Stored items
..............................

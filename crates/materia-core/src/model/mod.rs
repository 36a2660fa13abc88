//! Data model for materiality issues.
//!
//! Defines the canonical issue record, its editable fields with their
//! coercion rules, and the predefined template catalog custom issues are
//! deduplicated against.

pub mod issue;
pub mod template;

pub use issue::{
    FieldValue, InvalidFieldValue, IssueField, IssueId, MaterialityIssue, ParseEnumError,
    RelevanceScore,
};
pub use template::{IssueTemplate, TemplateCatalog};
//! Toggle operation tracking.
//!
//! Canonical recomputation can arrive moments after a user toggle; without a
//! record of recent operations the just-toggled issue would snap back to its
//! pre-toggle partition for one pass. The [`OpLog`] keeps a bounded,
//! per-issue history of the most recent select/deselect operations so the
//! partitioner can let a fresh local operation win over stale canonical
//! input.

use std::collections::VecDeque;
use std::{fmt, str::FromStr};

use serde::{Deserialize, Serialize};

use crate::model::{IssueId, ParseEnumError};
use crate::state::StateVersion;

/// Default number of per-issue entries retained.
pub const DEFAULT_OP_HISTORY_CAP: usize = 32;

/// Direction of a toggle operation.
#[derive(Debug, Clone, Copy, PartialEq, Eq, Serialize, Deserialize)]
#[serde(rename_all = "lowercase")]
pub enum OpKind {
    Select,
    Deselect,
}

impl OpKind {
    const fn as_str(self) -> &'static str {
        match self {
            Self::Select => "select",
            Self::Deselect => "deselect",
        }
    }
}

impl fmt::Display for OpKind {
    fn fmt(&self, f: &mut fmt::Formatter<'_>) -> fmt::Result {
        f.write_str(self.as_str())
    }
}

impl FromStr for OpKind {
    type Err = ParseEnumError;

    fn from_str(s: &str) -> Result<Self, Self::Err> {
        match s.trim().to_ascii_lowercase().as_str() {
            "select" => Ok(Self::Select),
            "deselect" => Ok(Self::Deselect),
            _ => Err(ParseEnumError {
                expected: "operation kind",
                got: s.to_string(),
            }),
        }
    }
}

/// One recorded toggle operation.
#[derive(Debug, Clone, PartialEq, Eq, Serialize, Deserialize)]
pub struct ToggleOp {
    pub id: IssueId,
    pub kind: OpKind,
    /// Wall-clock instant the operation was recorded, epoch millis.
    pub recorded_at_ms: i64,
    /// Engine state version at the time of recording. Canonical updates
    /// with an older basis must not override this operation's effect.
    pub version: StateVersion,
}

impl ToggleOp {
    /// Age-based freshness. A negative age (clock skew) counts as fresh.
    #[must_use]
    pub const fn is_fresh(&self, window_ms: i64, now_ms: i64) -> bool {
        now_ms - self.recorded_at_ms <= window_ms
    }
}

/// Bounded per-issue history of recent toggle operations.
///
/// Recording an operation replaces any prior entry for the same id; entries
/// for other ids are retained so toggles on multiple issues do not erase
/// each other's freshness. The oldest entry is evicted past the cap.
#[derive(Debug, Clone, PartialEq, Eq)]
pub struct OpLog {
    entries: VecDeque<ToggleOp>,
    cap: usize,
}

impl Default for OpLog {
    fn default() -> Self {
        Self::new(DEFAULT_OP_HISTORY_CAP)
    }
}

impl OpLog {
    /// A `cap` of zero is treated as one: the log always retains at least
    /// the most recent operation.
    #[must_use]
    pub fn new(cap: usize) -> Self {
        Self {
            entries: VecDeque::new(),
            cap: cap.max(1),
        }
    }

    pub fn record(&mut self, id: &IssueId, kind: OpKind, now_ms: i64, version: StateVersion) {
        self.entries.retain(|op| op.id != *id);
        self.entries.push_back(ToggleOp {
            id: id.clone(),
            kind,
            recorded_at_ms: now_ms,
            version,
        });
        while self.entries.len() > self.cap {
            self.entries.pop_front();
        }
    }

    /// Most recent operation for `id`, if still retained.
    #[must_use]
    pub fn latest(&self, id: &IssueId) -> Option<&ToggleOp> {
        self.entries.iter().rev().find(|op| op.id == *id)
    }

    /// Most recent operation across all ids.
    #[must_use]
    pub fn newest(&self) -> Option<&ToggleOp> {
        self.entries.back()
    }

    /// Whether an operation for `id` was recorded within `window_ms` of
    /// `now_ms`.
    #[must_use]
    pub fn is_fresh(&self, id: &IssueId, window_ms: i64, now_ms: i64) -> bool {
        self.latest(id)
            .is_some_and(|op| op.is_fresh(window_ms, now_ms))
    }

    /// Drop entries recorded before `cutoff_ms`.
    pub fn prune_older_than(&mut self, cutoff_ms: i64) {
        self.entries.retain(|op| op.recorded_at_ms >= cutoff_ms);
    }

    /// Drop the entry for `id`, if any (used when a custom issue is
    /// hard-removed).
    pub fn forget(&mut self, id: &IssueId) {
        self.entries.retain(|op| op.id != *id);
    }

    #[must_use]
    pub fn len(&self) -> usize {
        self.entries.len()
    }

    #[must_use]
    pub fn is_empty(&self) -> bool {
        self.entries.is_empty()
    }

    pub fn iter(&self) -> impl Iterator<Item = &ToggleOp> {
        self.entries.iter()
    }
}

..............................

*DESCRIPTION OF THE TASK*.
Taking the entries as a whole, work out how many lines contain the string "ToggleOp". Respond with only the number.

*WRITTEN RESPONSE*.
7